Die beiden verbringen 2 gemütliche Stunden auf der Koppel in der herrlichen, nicht zu heißen Augustsonne. Gegen Mittaglockt das Kraftfutter beide wieder in ihre Boxen. Nun kommen auch alle anderen wieder zurück in den Stall. Alles schmatzt zufrieden.

Am Nachmittag nochmal auf die Koppel, diesmal alleine, aber die Offenstallnachbarn und Magic sind ja auch eine nette Gesellschaft.

Snoopy legt sich zum Mittagschlaf auf die Koppel und wacht auf mit ganz fiesen Bauchschmerzen.

Das Kraftfutter am Abend ist nicht interessant. Nun wird er gesucht, denn dass das Schleckmaul nicht zum Abendessen kommt ist ungewöhnlich. Andrei macht uns darauf aufmerksam und Snoopy steht zitternd und mit kaltem Schweiß in der Stallgasse.

Er hat eine Schramme an der Hüfte – so hart der kleine Zauberer auch immer gekämpft hat, auch solche äußerlichen Schrammen haben ihn schon oft aus der Fassung gebracht. Trotzdem erst mal eine krampflösende Spritze. Das Zittern hört auf, das Schwitzen auch. Ist nun alles wieder gut?Vielleicht wieder eine seiner kleinen Koliken? Er kann mit Bea sogar wieder traben. Zurück in der Praxis: Lisa ist am Telefon: „Mama, ihm geht’s wieder schlechter.“ Keine halbe Stunde hat der Frieden gedauert. Ein Griff erklärt auch warum: Das kann von einer Spritze nicht besser werden. Wir kündigen uns in der Klinik an und fahren los.

Snoopy hat Angst, aber er kommt mit.

In Iffezheim angekommen fürchtet er sich vor dem  Aussteigen, vor dem was kommen würde.

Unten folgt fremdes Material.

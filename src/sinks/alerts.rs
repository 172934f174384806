use std::sync::Arc;

use async_trait::async_trait;
use chrono::{DateTime, Utc};
use log::{debug, warn};

use crate::bus::{Subscriber, SubscriberError};
use crate::metrics::Snapshot;
use crate::thresholds::{ThresholdBreach, ThresholdEvaluator};

/// Where threshold breaches end up.
#[async_trait]
pub trait AlertSink: Send + Sync {
    async fn raise(
        &self,
        source_query: &str,
        timestamp: DateTime<Utc>,
        breaches: &[ThresholdBreach],
    ) -> Result<(), SubscriberError>;
}

/// Writes each breach to the log at `warn`.
#[derive(Clone, Copy, Debug, Default)]
pub struct LogAlertSink;

#[async_trait]
impl AlertSink for LogAlertSink {
    async fn raise(
        &self,
        source_query: &str,
        timestamp: DateTime<Utc>,
        breaches: &[ThresholdBreach],
    ) -> Result<(), SubscriberError> {
        for breach in breaches {
            warn!(
                "{} @ {}: {}{} = {:.2} ({:?} {:.2}, x{:.2}{})",
                source_query,
                timestamp,
                breach.key.as_deref().map(|k| format!("{}.", k)).unwrap_or_default(),
                breach.metric,
                breach.value,
                breach.comparison,
                breach.limit,
                breach.severity,
                if breach.frequent { ", frequent" } else { "" }
            );
        }
        Ok(())
    }
}

/// Evaluates each new snapshot against the thresholds and forwards any
/// breaches. History is not re-alerted, so this subscriber is meant to be
/// registered incremental-only.
pub struct AlertSubscriber {
    name: String,
    evaluator: ThresholdEvaluator,
    sink: Arc<dyn AlertSink>,
}

impl AlertSubscriber {
    pub fn new(name: &str, evaluator: ThresholdEvaluator, sink: Arc<dyn AlertSink>) -> Self {
        AlertSubscriber {
            name: name.to_string(),
            evaluator,
            sink,
        }
    }
}

#[async_trait]
impl Subscriber for AlertSubscriber {
    fn name(&self) -> &str {
        &self.name
    }

    async fn load_initial(&self, history: &[Snapshot]) -> Result<(), SubscriberError> {
        debug!(
            "{} ignores {} historical snapshots",
            self.name,
            history.len()
        );
        Ok(())
    }

    async fn append_incremental(&self, snapshot: &Snapshot) -> Result<(), SubscriberError> {
        let breaches = self.evaluator.evaluate(snapshot);
        if breaches.is_empty() {
            return Ok(());
        }
        self.sink
            .raise(snapshot.source_query(), snapshot.timestamp(), &breaches)
            .await
    }
}
use std::collections::BTreeMap;
use std::sync::Arc;

use async_trait::async_trait;
use chrono::{DateTime, Utc};
use log::{debug, info};
use serde::{Deserialize, Serialize};
use thiserror::Error;

use crate::bus::{Subscriber, SubscriberError};
use crate::config::MqConfig;
use crate::metrics::Snapshot;

#[derive(Debug, Error)]
pub enum PublishError {
    /// Worth retrying on the next snapshot.
    #[error("broker unavailable: {0}")]
    Unavailable(String),
    /// The broker refused the exchange or queue; retrying will not help.
    #[error("broker rejected message: {0}")]
    Rejected(String),
}

/// Transport to an external message broker. Connection handling belongs to
/// the implementation.
#[async_trait]
pub trait MessagePublisher: Send + Sync {
    async fn publish(
        &self,
        exchange: &str,
        routing_key: &str,
        body: &[u8],
    ) -> Result<(), PublishError>;
}

/// Snapshot flattened to plain numbers for external consumers.
#[derive(Clone, Debug, PartialEq, Serialize, Deserialize)]
pub struct FlatRecord {
    pub source_query: String,
    pub timestamp: DateTime<Utc>,
    pub metrics: BTreeMap<String, f64>,
}

impl From<&Snapshot> for FlatRecord {
    fn from(snapshot: &Snapshot) -> Self {
        FlatRecord {
            source_query: snapshot.source_query().to_string(),
            timestamp: snapshot.timestamp(),
            metrics: snapshot
                .metric_set()
                .iter()
                .map(|(name, value)| (name.clone(), value.as_f64()))
                .collect(),
        }
    }
}

/// Logs each message instead of sending it; used when no broker is wired.
#[derive(Clone, Copy, Debug, Default)]
pub struct LogPublisher;

#[async_trait]
impl MessagePublisher for LogPublisher {
    async fn publish(
        &self,
        exchange: &str,
        routing_key: &str,
        body: &[u8],
    ) -> Result<(), PublishError> {
        info!(
            "mq {}/{}: {}",
            exchange,
            routing_key,
            String::from_utf8_lossy(body)
        );
        Ok(())
    }
}

/// Forwards every new snapshot to the broker as a JSON [`FlatRecord`].
///
/// Delivery is at-least-once; consumers deduplicate on
/// `(source_query, timestamp)`. History is never replayed to the broker.
pub struct MqBridge {
    name: String,
    config: MqConfig,
    publisher: Arc<dyn MessagePublisher>,
}

impl MqBridge {
    pub fn new(config: MqConfig, publisher: Arc<dyn MessagePublisher>) -> Self {
        MqBridge {
            name: format!("mq:{}", config.exchange),
            config,
            publisher,
        }
    }
}

#[async_trait]
impl Subscriber for MqBridge {
    fn name(&self) -> &str {
        &self.name
    }

    async fn load_initial(&self, history: &[Snapshot]) -> Result<(), SubscriberError> {
        debug!("{} skips {} historical snapshots", self.name, history.len());
        Ok(())
    }

    async fn append_incremental(&self, snapshot: &Snapshot) -> Result<(), SubscriberError> {
        let body = serde_json::to_vec(&FlatRecord::from(snapshot))
            .map_err(|e| SubscriberError::Failed(e.to_string()))?;
        self.publisher
            .publish(&self.config.exchange, &self.config.routing_key, &body)
            .await
            .map_err(|err| match err {
                PublishError::Unavailable(_) => SubscriberError::Failed(err.to_string()),
                PublishError::Rejected(_) => SubscriberError::Permanent(err.to_string()),
            })
    }
}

Nur kurz versuchen die Ärzte der Klinik noch mit Infusionen etwas zu bewegen. Es wird schlimmer. Der OP wird vorbereitet. Snoopy muss operiert werden.

Dann sehen wir das ganze Ausmaß und nun muss eine Entscheidung getroffen werden, die niemand gerne trifft.

Ein geliebtes Wesen, um das wir schon so oft erfolgreich gekämpft haben, gehen lassen, damit es nicht leiden muss. Er ist doch erst 8 Jahre alt. Raus aus dem OP und im Auto wird beraten. Es regnet.

Unter Tränen geben wir Snoopy frei. Zurück im OP gebe ich die Erlaubnis: Snoopy, der kleine Zauberer darf gehen. Ich hab ihn im Arm - es ist so schwer zu wissen dass dies die letzten Atemzüge in dieser Welt für ihn sind.

Seine Schweifhaare sind alles was uns bleibt.

Wir fahren mit dem leeren Hänger zurück nach Renchen. Ein Unwetter mit Blitz, Wind und viel Regen begleitet uns nach Hause.

Der Kleine Zauberer hat die Bühne für immer verlassen.

Nun kann er auf den himmlischen Wiesen alle necken, die vor ihm von uns gegangen sind.